*** Block opens ***

//! # tidewatch-core
//!
//! Core crate for Tidewatch. Contains configuration schemas, typed
//! identifiers, geographic primitives, realtime room and event types,
//! capability traits for gateways and publishers, and the unified error
//! system.
//!
//! This crate has **no** internal dependencies on other Tidewatch crates.

pub mod config;
pub mod error;
pub mod events;
pub mod result;
pub mod traits;
pub mod types;

pub use error::AppError;
pub use result::AppResult;
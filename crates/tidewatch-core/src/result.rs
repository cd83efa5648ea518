//! Convenience result type alias for Tidewatch.

use crate::error::AppError;

/// A specialized `Result` type for Tidewatch operations.
pub type AppResult<T> = Result<T, AppError>;
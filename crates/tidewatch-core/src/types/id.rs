//! Newtype wrappers around [`uuid::Uuid`] for all domain entity identifiers.
//!
//! Using distinct types prevents accidentally passing a `UserId` where an
//! `AlertId` is expected, which matters because alerts, reports and
//! notifications only refer to each other by id.

use std::fmt;
use std::str::FromStr;

use serde::{Deserialize, Serialize};
use uuid::Uuid;

/// Macro to define a newtype ID wrapper around `Uuid`.
macro_rules! define_id {
    (
        $(#[$meta:meta])*
        $name:ident
    ) => {
        $(#[$meta])*
        #[derive(Debug, Clone, Copy, PartialEq, Eq, Hash, PartialOrd, Ord, Serialize, Deserialize)]
        #[serde(transparent)]
        pub struct $name(pub Uuid);

        impl $name {
            /// Create a new time-ordered identifier.
            pub fn new() -> Self {
                Self(Uuid::now_v7())
            }

            /// Create an identifier from an existing UUID.
            pub fn from_uuid(uuid: Uuid) -> Self {
                Self(uuid)
            }

            /// Return the inner UUID value.
            pub fn into_uuid(self) -> Uuid {
                self.0
            }

            /// Return a reference to the inner UUID.
            pub fn as_uuid(&self) -> &Uuid {
                &self.0
            }
        }

        impl Default for $name {
            fn default() -> Self {
                Self::new()
            }
        }

        impl fmt::Display for $name {
            fn fmt(&self, f: &mut fmt::Formatter<'_>) -> fmt::Result {
                write!(f, "{}", self.0)
            }
        }

        impl FromStr for $name {
            type Err = uuid::Error;

            fn from_str(s: &str) -> Result<Self, Self::Err> {
                Uuid::parse_str(s).map(Self)
            }
        }

        impl From<Uuid> for $name {
            fn from(uuid: Uuid) -> Self {
                Self(uuid)
            }
        }

        impl From<$name> for Uuid {
            fn from(id: $name) -> Uuid {
                id.0
            }
        }
    };
}

define_id!(
    /// Unique identifier for a user.
    UserId
);

define_id!(
    /// Unique identifier for an alert.
    AlertId
);

define_id!(
    /// Unique identifier for a community report.
    ReportId
);

define_id!(
    /// Unique identifier for a notification.
    NotificationId
);

define_id!(
    /// Unique identifier for an achievement catalog entry.
    AchievementId
);

define_id!(
    /// Unique identifier for an environmental reading.
    ReadingId
);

*** Block closes ***

> _REQUIREMENT_:
When a line in the records above contains the word "crates", copy it.

> _YOUR SOLUTION_:
//! This crate has **no** internal dependencies on other Tidewatch crates.
filename crates/tidewatch-core/src/result.rs
filename crates/tidewatch-core/src/types/id.rs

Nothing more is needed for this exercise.